Can $a=\left(\sqrt{2(\sqrt{y}+\sqrt{z})(\sqrt{x}+\sqrt{z})}-\sqrt{y}-\sqrt{z}\right)^2$ be an integer if $x$, $y$, and $z$ are not squares?

Question

Let $\gcd(x,y,z)=1$.Can we find 3 non-perfect squares $x,y,z\in \mathbb{Z},$ such that $a \in \mathbb{Z} \geq 2$ $$a=\left(\sqrt{2(\sqrt{y}+\sqrt{z})(\sqrt{x}+\sqrt{z})}-\sqrt{y}-\sqrt{z}\right)^2$$ I cannot seem to find any such triplets. Any hints on how to prove it?

Answer 1

Checking a solution given by Winther in comments beneath the OP led me to the following:

In general, if $z=x+y$, then $a=x$.

This is seen by writing

$$\sqrt{2(\sqrt x+\sqrt z)(\sqrt y+\sqrt z)}=\sqrt x+\sqrt y+\sqrt z$$

squaring both sides and expanding to get

$$2(\sqrt{xy}+\sqrt{xz}+\sqrt{yz}+z)=x+y+z+2(\sqrt{xy}+\sqrt{xz}+\sqrt{yz})$$

and then cancelling left and right, leaving $z=x+y$.
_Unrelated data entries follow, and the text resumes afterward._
//! Selector resolution: from a selector token (or an object standing in for
//! one) and a receiver to an [`Invocation`].

use crate::context::InvocationContext;
use crate::generic::resolve_generic_method;
use crate::invocation::{Invocation, MemberRedirector, Modifiers};
use crate::literal::parse_literal;
use crate::object::{Object, Value};
use crate::types::TypeDecl;
use crate::Error;
use std::fmt;
use std::sync::Arc;

const PREFIX_SIGILS: [char; 3] = ['!', '~', '`'];
// longest first
const SUFFIX_SIGILS: [&str; 3] = [":>", ":", "?"];
const TYPE_METHOD_SEPARATOR: char = '/';
const INDEX_METHOD: &str = "at";

/// A selector name with its modifier affixes split off
#[derive(Debug, Clone, PartialEq, Eq)]
pub struct AffixedSelector {
    name: String,
    modifiers: Modifiers,
}

impl AffixedSelector {
    /// `~!name:` is `name` with reverse-args, negate-result and trailing-args.
    /// Affixes are kept as part of the name unless what remains starts with
    /// a letter or digit, so `!=` and `<=` are plain names.
    pub fn parse(token: &str) -> Self {
        let plain = || AffixedSelector {
            name: token.to_string(),
            modifiers: Modifiers::empty(),
        };
        if token.chars().count() < 2 {
            return plain();
        }

        let mut modifiers = Modifiers::empty();
        let mut rest = token;
        while let Some(c) = rest.chars().next().filter(|c| PREFIX_SIGILS.contains(c)) {
            modifiers |= Modifiers::from_sigil(&c.to_string()).unwrap_or_default();
            rest = &rest[c.len_utf8()..];
        }
        for suffix in SUFFIX_SIGILS {
            if let Some(stripped) = rest.strip_suffix(suffix) {
                modifiers |= Modifiers::from_sigil(suffix).unwrap_or_default();
                rest = stripped;
                break;
            }
        }

        if !rest.starts_with(char::is_alphanumeric) {
            return plain();
        }
        AffixedSelector {
            name: rest.to_string(),
            modifiers,
        }
    }

    pub fn name(&self) -> &str {
        &self.name
    }

    pub fn modifiers(&self) -> Modifiers {
        self.modifiers
    }

    pub fn has(&self, modifier: Modifiers) -> bool {
        self.modifiers.contains(modifier)
    }
}

impl fmt::Display for AffixedSelector {
    fn fmt(&self, f: &mut fmt::Formatter<'_>) -> fmt::Result {
        if self.modifiers.is_empty() {
            write!(f, "{}", self.name)
        } else {
            write!(f, "{} [{}]", self.name, self.modifiers.display_names())
        }
    }
}

fn index_invocation(index: i64, modifiers: Modifiers) -> Result<Invocation, Error> {
    let at = resolve_generic_method(INDEX_METHOD)?
        .ok_or_else(|| Error::BadMethodName(INDEX_METHOD.into()))?;
    Ok(Invocation::Bind1st {
        invocation: Box::new(Invocation::Function {
            method: at,
            modifiers: Modifiers::empty(),
        }),
        arg: Value::Int(index),
        argtype: "Int".into(),
        modifiers,
    })
}

/// Resolve a selector name against a receiver.
///
/// Order: index digits, `Type/method`, type constructor, collection member,
/// the receiver type's method table, generic methods, and finally a method
/// looked up on the receiver value when it is invoked.
pub fn select_method(
    ctx: &InvocationContext,
    name: &str,
    receiver: Option<&Object>,
    modifiers: Modifiers,
) -> Result<Invocation, Error> {
    if name.is_empty() {
        return Err(Error::BadMethodName("empty selector".into()));
    }
    let is_collection = receiver.is_some_and(Object::is_object_collection);

    if !is_collection && name.chars().all(|c| c.is_ascii_digit()) {
        let index = name
            .parse::<i64>()
            .map_err(|_| Error::BadMethodName(name.to_string()))?;
        return index_invocation(index, modifiers);
    }

    if name.starts_with(char::is_uppercase) {
        if let Some((typename, method_name)) = name.split_once(TYPE_METHOD_SEPARATOR) {
            let ty = ctx.get_type(typename)?;
            let method = ty
                .select_method(method_name)?
                .ok_or_else(|| Error::BadMethodName(format!("{typename}/{method_name}")))?;
            return Ok(Invocation::TypeMethod {
                ty,
                method,
                modifiers,
            });
        }
        return Ok(Invocation::type_constructor(ctx, TypeDecl::parse(name)?, modifiers));
    }

    if let Some(receiver) = receiver {
        if is_collection && !modifiers.contains(Modifiers::BASIC_RECEIVER) {
            let mut redirect = Invocation::ObjectMember(MemberRedirector::new(name, modifiers));
            redirect.resolve_member(ctx, receiver)?;
            return Ok(redirect);
        }
        let ty = receiver.ty();
        if let Some(method) = ty.select_method(name)? {
            tracing::trace!(typename = %ty.name(), name, "type method selected");
            return Ok(Invocation::TypeMethod {
                ty: Arc::clone(ty),
                method,
                modifiers,
            });
        }
    }

    if let Some(method) = resolve_generic_method(name)? {
        return Ok(Invocation::Function { method, modifiers });
    }

    if let Some(receiver) = receiver {
        if !receiver.ty().is_selectable_instance_method() {
            return Err(Error::BadExpression(format!(
                "'{}' has no method '{name}'",
                receiver.get_typename()
            )));
        }
    }
    let (min_arity, max_arity) = match receiver.map(Object::value) {
        Some(Value::Str(_)) => crate::fundamental::str_instance_method(name)
            .map_or((0, 0), |m| (m.min, m.max)),
        Some(Value::Native(native)) => native.method_arity(name).unwrap_or((0, 0)),
        _ => (0, 0),
    };
    Ok(Invocation::InstanceMethod {
        name: name.to_string(),
        min_arity,
        max_arity,
        modifiers,
    })
}

/// Resolve an object standing in the selector position, e.g. a block result
pub fn select_method_by_object(
    ctx: &InvocationContext,
    selector: &Object,
    receiver: Option<&Object>,
    modifiers: Modifiers,
) -> Result<Invocation, Error> {
    match selector.value() {
        Value::Int(n) => index_invocation(*n, modifiers),
        Value::Type(ty) => Ok(Invocation::type_constructor(
            ctx,
            TypeDecl::new(ty.name()),
            modifiers,
        )),
        Value::Str(text) => {
            let affixed = AffixedSelector::parse(text);
            select_method(ctx, affixed.name(), receiver, affixed.modifiers() | modifiers)
        }
        Value::Invocation(inv) => Ok(inv.as_ref().clone().with_modifiers(modifiers)),
        Value::Function(function) => Ok(Invocation::Message {
            function: Arc::clone(function),
            modifiers,
        }),
        _ => Err(Error::BadExpression(format!(
            "'{}' object cannot be used as a selector",
            selector.get_typename()
        ))),
    }
}

/// A `Type` object for a type expression, if the type exists
pub fn select_type(ctx: &InvocationContext, expr: &str) -> Option<Object> {
    let decl = TypeDecl::parse(expr).ok()?;
    let ty = ctx.select_type(&decl.name)?;
    Some(ctx.new_object(Value::Type(ty)))
}

/// A scalar literal boxed with its deduced type
pub fn select_literal(ctx: &InvocationContext, text: &str) -> Object {
    ctx.new_object(parse_literal(text))
}

#[cfg(test)]
#[expect(clippy::unwrap_used)] // test code OK
mod tests {
    use super::*;
    use crate::object::ObjectCollection;

    #[test]
    fn test_affixed_selector() {
        let cases: Vec<(&str, &str, Modifiers)> = vec![
            ("add", "add", Modifiers::empty()),
            ("!equal", "equal", Modifiers::NEGATE_RESULT),
            ("~sub", "sub", Modifiers::REVERSE_ARGS),
            ("`length", "length", Modifiers::BASIC_RECEIVER),
            ("slice:", "slice", Modifiers::TRAILING_ARGS),
            ("join:>", "join", Modifiers::CONSUME_ARGS),
            ("add?", "add", Modifiers::SHOW_HELP),
            (
                "!~in:",
                "in",
                Modifiers::NEGATE_RESULT
                    .union(Modifiers::REVERSE_ARGS)
                    .union(Modifiers::TRAILING_ARGS),
            ),
            // operators keep their sigils
            ("!=", "!=", Modifiers::empty()),
            ("<=", "<=", Modifiers::empty()),
            ("~", "~", Modifiers::empty()),
            ("!", "!", Modifiers::empty()),
            ("!<", "!<", Modifiers::empty()),
        ];
        for (token, name, modifiers) in cases {
            let s = AffixedSelector::parse(token);
            assert_eq!(s.name(), name, "{token:?}");
            assert_eq!(s.modifiers(), modifiers, "{token:?}");
        }
    }

    fn method_kind(inv: &Invocation) -> &'static str {
        match inv {
            Invocation::TypeMethod { .. } => "TypeMethod",
            Invocation::InstanceMethod { .. } => "InstanceMethod",
            Invocation::Function { .. } => "Function",
            Invocation::Message { .. } => "Message",
            Invocation::ObjectMember(_) => "ObjectMember",
            Invocation::ObjectMemberGetter { .. } => "ObjectMemberGetter",
            Invocation::TypeConstructor { .. } => "TypeConstructor",
            Invocation::Bind1st { .. } => "Bind1st",
        }
    }

    #[test]
    fn test_select_method_forms() {
        let ctx = InvocationContext::instant(None);
        let int = ctx.new_object(Value::Int(255));
        let text = ctx.new_object(Value::Str("GODZILLA".into()));
        let none = Modifiers::empty();

        let cases: Vec<(&str, &Object, &str)> = vec![
            ("hex", &int, "TypeMethod"),
            ("add", &int, "Function"),
            ("+", &int, "Function"),
            ("2", &text, "Bind1st"),
            ("Float", &int, "TypeConstructor"),
            ("Int/hex", &text, "TypeMethod"),
            ("upper", &text, "InstanceMethod"),
            ("reg-match", &text, "TypeMethod"),
            ("no-such-method", &int, "InstanceMethod"),
        ];
        for (name, receiver, kind) in cases {
            let inv = select_method(&ctx, name, Some(receiver), none).unwrap();
            assert_eq!(method_kind(&inv), kind, "{name}");
        }

        let upper = select_method(&ctx, "upper", Some(&text), none).unwrap();
        assert_eq!(upper.get_min_arity().unwrap(), 0);
        let center = select_method(&ctx, "center", Some(&text), none).unwrap();
        assert_eq!(center.get_min_arity().unwrap(), 1);

        assert_eq!(
            select_method(&ctx, "Int/no-such-method", None, none).unwrap_err().kind_name(),
            "BadMethodName"
        );
        assert_eq!(select_method(&ctx, "", None, none).unwrap_err().kind_name(), "BadMethodName");

        let root = ctx.root_object().unwrap();
        assert_eq!(
            select_method(&ctx, "no-such-member", Some(&root), none).unwrap_err().kind_name(),
            "BadExpressionError"
        );
    }

    #[test]
    fn test_select_collection_member() {
        let ctx = InvocationContext::instant(None);
        let mut items = ObjectCollection::new();
        items.push("name", ctx.new_object(Value::Str("mothra".into())));
        items.set_delegation(Some(ctx.new_object(Value::Int(10))));
        let collection = ctx.new_object(Value::Collection(Arc::new(items)));
        let none = Modifiers::empty();

        let inv = select_method(&ctx, "name", Some(&collection), none).unwrap();
        assert_eq!(inv.display_name(), "ObjectMember name");

        // falls through to the delegation object's methods
        let inv = select_method(&ctx, "hex", Some(&collection), none).unwrap();
        assert!(inv.modifiers().contains(Modifiers::DELEGATE_RECEIVER));

        // digits are member names on collections
        let inv = select_method(&ctx, "0", Some(&collection), none).unwrap();
        assert_eq!(method_kind(&inv), "ObjectMember");

        let bare = ctx.new_object(Value::Collection(Arc::new(ObjectCollection::new())));
        assert_eq!(
            select_method(&ctx, "no-such-member", Some(&bare), none).unwrap_err().kind_name(),
            "BadObjectMemberInvocation"
        );
        let inv = select_method(&ctx, "length", Some(&bare), none).unwrap();
        assert_eq!(inv.get_method_name(), "length");
    }

    #[test]
    fn test_select_by_object() {
        let ctx = InvocationContext::instant(None);
        let receiver = ctx.new_object(Value::Str("GODZILLA".into()));
        let none = Modifiers::empty();
        let by = |v: Value| select_method_by_object(&ctx, &ctx.new_object(v), Some(&receiver), none);

        assert_eq!(method_kind(&by(Value::Int(1)).unwrap()), "Bind1st");
        assert_eq!(method_kind(&by(Value::Str("length".into())).unwrap()), "Function");
        let negated = by(Value::Str("!startswith".into())).unwrap();
        assert!(negated.modifiers().contains(Modifiers::NEGATE_RESULT));
        let ty = ctx.get_type("Int").unwrap();
        assert_eq!(method_kind(&by(Value::Type(ty)).unwrap()), "TypeConstructor");
        assert_eq!(by(Value::None).unwrap_err().kind_name(), "BadExpressionError");
    }

    #[test]
    fn test_select_type_and_literal() {
        let ctx = InvocationContext::instant(None);
        let ty = select_type(&ctx, "Int").unwrap();
        assert_eq!(ty.get_typename(), "Type");
        assert!(select_type(&ctx, "GODZILLA").is_none());
        assert!(select_type(&ctx, "Int Float").is_none());

        assert_eq!(select_literal(&ctx, "0x10").value(), &Value::Int(16));
        assert_eq!(select_literal(&ctx, "1.5").get_typename(), "Float");
        assert_eq!(select_literal(&ctx, "GODZILLA").get_typename(), "Str");
    }
}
Whether this gives all solutions to the OP's equation remains to be seen. (I'm not offering an opinion one way or the other.)

Answer 2

Let $y=k^2$, $z=r^2$ and $x=c^2$(with $k,r,c$ integers) then the expression becomes: $$(\sqrt {2\cdot (k+r)(c+r)}-k-r)^2$$ Now for $a$ to be an integer $$2(k+r)(c+r)=n^2$$ with $n$ integer. We put $$k+r=2^{2p+1}\cdot t^s$$ And $$c+r=t^v$$ (or vice versa,with $v$ and $s$ both odd or even). If $r=1$ $$k=2^{2p+1}\cdot t^s-1$$ And $$c=t^v-1$$. This can be a solution.